[Source material]
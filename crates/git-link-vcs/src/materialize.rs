// Copyright 2026 Oxide Computer Company

//! Content-addressed materialization of git objects.

use crate::{
    AtomicWriteError, Executor, MaterializeError, ProcessExecutor, Vcs,
};
use atomicwrites::AtomicFile;
use camino::{Utf8Path, Utf8PathBuf};
use fs_err as fs;
use git_link::{AccessPoint, ContentHash, derive_file_name};
use std::io::Write;

/// Prefix of every per-hash cache directory.
pub const CACHE_DIR_PREFIX: &str = "git-link-";

/// Materializes git objects into a content-addressed on-disk cache.
///
/// Each object lives at `<cache_root>/git-link-<hash>/<file name>`, where
/// the hash comes from `git rev-parse` and the file name from
/// [`derive_file_name`]. Once written, a cached file is never re-fetched or
/// overwritten by this process, and is never evicted.
///
/// The file name follows the object expression that asked for it, so a
/// hash reached through expressions with different base names (e.g. the
/// same blob at `a.txt` and `b.txt`) gets one file per name, all in the
/// same directory and all with identical content. A directory thus holds
/// one file per distinct name rather than exactly one file.
#[derive(Clone, Debug)]
pub struct Materializer<E = ProcessExecutor> {
    vcs: Vcs<E>,
    cache_root: Utf8PathBuf,
}

impl<E: Executor> Materializer<E> {
    /// Creates a new materializer caching under `cache_root`.
    ///
    /// `cache_root` does not need to exist yet.
    pub fn new(vcs: Vcs<E>, cache_root: impl Into<Utf8PathBuf>) -> Self {
        Materializer { vcs, cache_root: cache_root.into() }
    }

    /// Returns the VCS used to resolve and read objects.
    pub fn vcs(&self) -> &Vcs<E> {
        &self.vcs
    }

    /// Returns the cache root.
    pub fn cache_root(&self) -> &Utf8Path {
        &self.cache_root
    }

    /// Returns the cache directory for `hash`.
    ///
    /// This does not check `hash`; [`materialize`](Self::materialize)
    /// rejects hashes that are not a single path component before using
    /// this.
    pub fn cache_dir(&self, hash: &ContentHash) -> Utf8PathBuf {
        self.cache_root.join(format!("{CACHE_DIR_PREFIX}{hash}"))
    }

    /// Materializes `object` from the repository at `git_dir`, returning the
    /// path to a local file with its content.
    ///
    /// The object is always resolved to its hash. If the cached file for
    /// that hash already exists and is readable it is returned as is,
    /// without fetching anything. Otherwise the content is fetched with
    /// `git show` and written atomically. A failed fetch leaves no file
    /// behind.
    ///
    /// A hash that is empty, `.`, `..`, or contains a path separator or NUL
    /// is rejected with [`MaterializeError::InvalidHash`] before the
    /// filesystem is touched, so the cache never reaches outside
    /// `cache_root`.
    pub fn materialize(
        &self,
        access_point: &AccessPoint,
        git_dir: &str,
        object: &str,
    ) -> Result<Utf8PathBuf, MaterializeError> {
        let hash = self.vcs.resolve(access_point, git_dir, object)?;
        if !is_single_component(hash.as_str()) {
            return Err(MaterializeError::InvalidHash { hash });
        }
        let cache_dir = self.cache_dir(&hash);
        let output_path = cache_dir.join(derive_file_name(object));

        if is_readable_file(&output_path) {
            tracing::debug!(%hash, path = %output_path, "cache hit");
            return Ok(output_path);
        }

        let content = self.vcs.read_object(access_point, git_dir, object)?;

        // Other processes may be materializing the same hash concurrently;
        // the directory already existing is fine.
        fs::create_dir_all(&cache_dir).map_err(|error| {
            MaterializeError::CreateDir { path: cache_dir.clone(), error }
        })?;

        // Concurrent writers produce identical content, so last writer wins.
        AtomicFile::new(
            &output_path,
            atomicwrites::OverwriteBehavior::AllowOverwrite,
        )
        .write(|f| f.write_all(&content))
        .map_err(|error| {
            let error = match error {
                atomicwrites::Error::Internal(e) => AtomicWriteError::Rename(e),
                atomicwrites::Error::User(e) => AtomicWriteError::Write(e),
            };
            MaterializeError::WriteOutput { path: output_path.clone(), error }
        })?;

        tracing::debug!(%hash, path = %output_path, "materialized object");
        Ok(output_path)
    }
}

fn is_single_component(s: &str) -> bool {
    !matches!(s, "" | "." | "..") && !s.contains(['/', '\\', '\0'])
}

fn is_readable_file(path: &Utf8Path) -> bool {
    std::fs::File::open(path)
        .and_then(|f| f.metadata())
        .is_ok_and(|meta| meta.is_file())
}
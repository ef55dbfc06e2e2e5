// Copyright 2026 Oxide Computer Company

//! Resolving and materializing objects from a real repository.

use crate::helpers::{git, setup_git_repo, write_file};
use anyhow::Result;
use camino::Utf8Path;
use git_link::AccessPoint;
use git_link_vcs::{
    CommandOutput, Config, Executor, MaterializeError, Materializer,
    ProcessExecutor, ResolveError, RunError, Vcs,
};
use std::{cell::Cell, fs};

/// Wraps an executor, counting `show` invocations.
struct CountingShows<E> {
    inner: E,
    shows: Cell<usize>,
}

impl<E> CountingShows<E> {
    fn new(inner: E) -> Self {
        CountingShows { inner, shows: Cell::new(0) }
    }
}

impl<E: Executor> Executor for CountingShows<E> {
    fn run(
        &self,
        access_point: &AccessPoint,
        args: &[String],
    ) -> Result<CommandOutput, RunError> {
        if args.iter().any(|a| a == "show") {
            self.shows.set(self.shows.get() + 1);
        }
        self.inner.run(access_point, args)
    }
}

fn process_executor() -> Result<ProcessExecutor> {
    Ok(ProcessExecutor::new(&Config::from_env()?))
}

fn git_dir(temp: &Utf8Path) -> String {
    temp.join("repo").join(".git").into_string()
}

#[test]
fn test_resolve_matches_rev_parse() -> Result<()> {
    let temp = setup_git_repo()?;
    let vcs = Vcs::new(process_executor()?);

    let hash = vcs.resolve(&AccessPoint::Local, &git_dir(temp.path()), "v2")?;
    let expected = git(&temp.path().join("repo"), &["rev-parse", "v2"])?;
    assert_eq!(
        hash.as_str(),
        expected.trim_end(),
        "hash should be rev-parse output without its newline"
    );

    Ok(())
}

#[test]
fn test_resolve_failure_is_vcs_error() -> Result<()> {
    let temp = setup_git_repo()?;
    let vcs = Vcs::new(process_executor()?);

    let result = vcs.resolve(
        &AccessPoint::Local,
        &git_dir(temp.path()),
        "no-such-branch",
    );
    let Err(ResolveError::Vcs(error)) = result else {
        panic!("expected a VcsError, got {result:?}");
    };
    assert!(
        !error.output.is_empty(),
        "the VcsError should carry git's diagnostics"
    );

    Ok(())
}

#[test]
fn test_materialize_blob() -> Result<()> {
    let temp = setup_git_repo()?;
    let cache_root = temp.path().join("cache");
    let materializer =
        Materializer::new(Vcs::new(process_executor()?), &cache_root);

    let path = materializer.materialize(
        &AccessPoint::Local,
        &git_dir(temp.path()),
        "v1:docs/guide.md",
    )?;

    assert_eq!(fs::read_to_string(&path)?, "# Guide v1\n");
    assert_eq!(path.file_name(), Some("guide.md"));

    let blob =
        git(&temp.path().join("repo"), &["rev-parse", "v1:docs/guide.md"])?;
    assert_eq!(
        path.parent(),
        Some(
            cache_root.join(format!("git-link-{}", blob.trim_end())).as_path()
        ),
        "cache directory should be named by the blob hash"
    );

    Ok(())
}

#[test]
fn test_materialize_twice_fetches_once() -> Result<()> {
    let temp = setup_git_repo()?;
    let executor = CountingShows::new(process_executor()?);
    let materializer =
        Materializer::new(Vcs::new(&executor), temp.path().join("cache"));
    let git_dir = git_dir(temp.path());

    let object = "v2:docs/guide.md";
    let first =
        materializer.materialize(&AccessPoint::Local, &git_dir, object)?;
    let second =
        materializer.materialize(&AccessPoint::Local, &git_dir, object)?;

    assert_eq!(first, second);
    assert_eq!(executor.shows.get(), 1, "second call is served from cache");
    assert_eq!(fs::read_to_string(&second)?, "# Guide v2\n");

    Ok(())
}

#[test]
fn test_equivalent_expressions_share_cache_entry() -> Result<()> {
    let temp = setup_git_repo()?;
    let executor = CountingShows::new(process_executor()?);
    let materializer =
        Materializer::new(Vcs::new(&executor), temp.path().join("cache"));
    let git_dir = git_dir(temp.path());

    let by_tag = materializer.materialize(
        &AccessPoint::Local,
        &git_dir,
        "v1:docs/guide.md",
    )?;
    let by_ancestry = materializer.materialize(
        &AccessPoint::Local,
        &git_dir,
        "main~1:docs/guide.md",
    )?;

    assert_eq!(by_tag, by_ancestry, "same blob, same cache path");
    assert_eq!(fs::read_to_string(&by_ancestry)?, "# Guide v1\n");
    assert_eq!(executor.shows.get(), 1);

    Ok(())
}

#[test]
fn test_materialize_missing_path_leaves_no_cache() -> Result<()> {
    let temp = setup_git_repo()?;
    let cache_root = temp.path().join("cache");
    let materializer =
        Materializer::new(Vcs::new(process_executor()?), &cache_root);

    let result = materializer.materialize(
        &AccessPoint::Local,
        &git_dir(temp.path()),
        "v1:docs/missing.md",
    );

    assert!(
        matches!(result, Err(MaterializeError::Resolve(ResolveError::Vcs(_)))),
        "should fail with a VcsError, got {result:?}"
    );
    assert!(!cache_root.exists(), "no cache directory should be created");

    Ok(())
}

#[test]
fn test_current_branch() -> Result<()> {
    let temp = setup_git_repo()?;
    let vcs = Vcs::new(process_executor()?);
    let git_dir = git_dir(temp.path());

    assert_eq!(
        vcs.current_branch(&AccessPoint::Local, &git_dir)?.as_deref(),
        Some("main")
    );

    git(&temp.path().join("repo"), &["checkout", "-q", "--detach", "v1"])?;
    assert_eq!(
        vcs.current_branch(&AccessPoint::Local, &git_dir)?,
        None,
        "detached HEAD has no branch"
    );

    Ok(())
}

/// Exercises the remote path end to end. The remote shell is a script
/// that checks the host and runs the composed command line locally.
#[cfg(unix)]
#[test]
fn test_materialize_through_remote_shell() -> Result<()> {
    use std::os::unix::fs::PermissionsExt;

    let temp = setup_git_repo()?;
    let shell = temp.path().join("fake-remote-shell");
    write_file(
        &shell,
        "#!/bin/sh\n\
         [ \"$1\" = build-01 ] || { echo \"bad host\" >&2; exit 255; }\n\
         exec sh -c \"$2\"\n",
    )?;
    fs::set_permissions(&shell, fs::Permissions::from_mode(0o755))?;

    let config = Config::from_env()?.with_remote_shell(shell.as_str());
    let materializer = Materializer::new(
        Vcs::new(ProcessExecutor::new(&config)),
        temp.path().join("cache"),
    );

    let path = materializer.materialize(
        &AccessPoint::Remote("build-01".to_owned()),
        &git_dir(temp.path()),
        "main^{commit}:docs/guide.md",
    )?;
    assert_eq!(fs::read_to_string(&path)?, "# Guide v2\n");

    Ok(())
}
// Copyright 2026 Oxide Computer Company

//! Finding the repository that encloses a file.

use crate::LocateError;
use camino::{Utf8Component, Utf8Path, Utf8PathBuf};

/// The repository enclosing a file, as found by [`locate_repository`].
///
/// # Invariants
///
/// - `root` is an absolute path to the repository metadata (e.g.
///   `/src/repo/.git`).
/// - `root.parent().join(relative_path)` is the (expanded, normalized) path
///   that was searched from.
#[derive(Clone, Debug, PartialEq, Eq)]
pub struct RepositoryLocation {
    root: Utf8PathBuf,
    relative_path: Utf8PathBuf,
}

impl RepositoryLocation {
    /// Returns the path to the repository metadata.
    pub fn root(&self) -> &Utf8Path {
        &self.root
    }

    /// Returns the directory containing the repository metadata, i.e. the
    /// top of the working tree.
    pub fn work_tree(&self) -> &Utf8Path {
        // `root` always has a parent: it is the metadata marker joined onto
        // an absolute directory.
        self.root.parent().unwrap_or(&self.root)
    }

    /// Returns the file's path relative to the working tree.
    pub fn relative_path(&self) -> &Utf8Path {
        &self.relative_path
    }

    /// Returns the relative path in the `/`-separated form git uses in
    /// `<rev>:<path>` expressions, regardless of platform.
    pub fn git_path(&self) -> String {
        self.relative_path
            .components()
            .map(|c| c.as_str())
            .collect::<Vec<_>>()
            .join("/")
    }
}

/// Finds the nearest ancestor directory of `path` that contains
/// `metadata_dir`.
///
/// `path` does not need to exist. A leading `~` is expanded to the home
/// directory, and a relative path is taken relative to the current
/// directory. The walk starts at the directory containing `path` and ends
/// at the filesystem root; `metadata_dir` may be a directory or a file (as
/// with git worktrees and submodules).
pub fn locate_repository(
    path: &Utf8Path,
    metadata_dir: &str,
) -> Result<RepositoryLocation, LocateError> {
    let expanded = normalize(&expand(path)?);
    let not_found = || LocateError::NotFound {
        path: expanded.clone(),
        metadata_dir: metadata_dir.to_owned(),
    };

    let mut relative_path = match expanded.file_name() {
        Some(name) => Utf8PathBuf::from(name),
        None => return Err(not_found()),
    };
    let mut dir = match expanded.parent() {
        Some(dir) => dir,
        None => return Err(not_found()),
    };

    loop {
        let candidate = dir.join(metadata_dir);
        match candidate.try_exists() {
            Ok(true) => {
                tracing::debug!(
                    root = %candidate,
                    relative_path = %relative_path,
                    "found repository"
                );
                return Ok(RepositoryLocation {
                    root: candidate,
                    relative_path,
                });
            }
            Ok(false) => {}
            Err(source) => {
                return Err(LocateError::Io { path: candidate, source });
            }
        }

        match (dir.parent(), dir.file_name()) {
            (Some(parent), Some(name)) if !parent.as_str().is_empty() => {
                relative_path = Utf8Path::new(name).join(&relative_path);
                dir = parent;
            }
            _ => return Err(not_found()),
        }
    }
}

/// Makes `path` absolute, expanding a leading `~`.
fn expand(path: &Utf8Path) -> Result<Utf8PathBuf, LocateError> {
    let home_relative = match path.as_str() {
        "~" => Some(""),
        s => s.strip_prefix("~/"),
    };
    if let Some(rest) = home_relative {
        let home = dirs::home_dir()
            .ok_or_else(|| LocateError::HomeDir { path: path.to_owned() })?;
        let home = Utf8PathBuf::try_from(home).map_err(|error| {
            LocateError::NonUtf8 { path: error.into_path_buf() }
        })?;
        return Ok(home.join(rest));
    }

    if path.is_absolute() {
        return Ok(path.to_owned());
    }
    let cwd = std::env::current_dir().map_err(LocateError::CurrentDir)?;
    let cwd = Utf8PathBuf::try_from(cwd)
        .map_err(|error| LocateError::NonUtf8 { path: error.into_path_buf() })?;
    Ok(cwd.join(path))
}

/// Removes `.` components and resolves `..` lexically.
fn normalize(path: &Utf8Path) -> Utf8PathBuf {
    let mut out = Utf8PathBuf::new();
    for component in path.components() {
        match component {
            Utf8Component::CurDir => {}
            Utf8Component::ParentDir => {
                out.pop();
            }
            other => out.push(other.as_str()),
        }
    }
    out
}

[Problem details] When the word "cached" appears in a line of the listing, copy that line.

[Exercise solution]
/// [`derive_file_name`]. Once written, a cached file is never re-fetched or
    /// The object is always resolved to its hash. If the cached file for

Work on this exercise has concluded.